Top of Task input

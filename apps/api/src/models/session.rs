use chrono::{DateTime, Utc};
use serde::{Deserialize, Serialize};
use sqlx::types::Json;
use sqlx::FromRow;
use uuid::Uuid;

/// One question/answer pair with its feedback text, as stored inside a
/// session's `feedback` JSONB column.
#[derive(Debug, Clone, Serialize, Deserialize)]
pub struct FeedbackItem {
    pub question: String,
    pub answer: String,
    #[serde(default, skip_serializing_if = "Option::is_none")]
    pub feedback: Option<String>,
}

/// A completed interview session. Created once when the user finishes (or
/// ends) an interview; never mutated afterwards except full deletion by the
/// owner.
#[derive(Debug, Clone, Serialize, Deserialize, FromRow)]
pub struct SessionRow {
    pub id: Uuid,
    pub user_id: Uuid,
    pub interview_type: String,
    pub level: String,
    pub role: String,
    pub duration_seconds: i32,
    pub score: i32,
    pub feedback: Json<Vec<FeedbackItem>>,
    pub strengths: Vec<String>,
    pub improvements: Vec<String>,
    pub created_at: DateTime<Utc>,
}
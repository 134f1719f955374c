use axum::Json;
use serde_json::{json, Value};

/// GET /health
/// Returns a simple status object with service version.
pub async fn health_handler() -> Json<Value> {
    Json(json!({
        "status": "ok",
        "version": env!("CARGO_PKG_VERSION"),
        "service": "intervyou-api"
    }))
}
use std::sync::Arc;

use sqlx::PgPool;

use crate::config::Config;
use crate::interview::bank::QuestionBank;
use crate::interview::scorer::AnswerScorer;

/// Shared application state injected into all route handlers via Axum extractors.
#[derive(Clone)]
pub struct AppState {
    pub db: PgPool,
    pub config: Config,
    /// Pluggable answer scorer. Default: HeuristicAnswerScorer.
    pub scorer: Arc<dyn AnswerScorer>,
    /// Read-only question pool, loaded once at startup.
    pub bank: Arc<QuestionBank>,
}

Bottom of Task input

Output each line of the records above exactly, beginning at the first, and stop once the line containing "use sqlx::PgPool;" has been output.

Reply:
filename apps/api/src/models/session.rs
use chrono::{DateTime, Utc};
use serde::{Deserialize, Serialize};
use sqlx::types::Json;
use sqlx::FromRow;
use uuid::Uuid;

/// One question/answer pair with its feedback text, as stored inside a
/// session's `feedback` JSONB column.
#[derive(Debug, Clone, Serialize, Deserialize)]
pub struct FeedbackItem {
    pub question: String,
    pub answer: String,
    #[serde(default, skip_serializing_if = "Option::is_none")]
    pub feedback: Option<String>,
}

/// A completed interview session. Created once when the user finishes (or
/// ends) an interview; never mutated afterwards except full deletion by the
/// owner.
#[derive(Debug, Clone, Serialize, Deserialize, FromRow)]
pub struct SessionRow {
    pub id: Uuid,
    pub user_id: Uuid,
    pub interview_type: String,
    pub level: String,
    pub role: String,
    pub duration_seconds: i32,
    pub score: i32,
    pub feedback: Json<Vec<FeedbackItem>>,
    pub strengths: Vec<String>,
    pub improvements: Vec<String>,
    pub created_at: DateTime<Utc>,
}
repository 134f1719f955374c
use axum::Json;
use serde_json::{json, Value};

/// GET /health
/// Returns a simple status object with service version.
pub async fn health_handler() -> Json<Value> {
    Json(json!({
        "status": "ok",
        "version": env!("CARGO_PKG_VERSION"),
        "service": "intervyou-api"
    }))
}
use std::sync::Arc;

use sqlx::PgPool;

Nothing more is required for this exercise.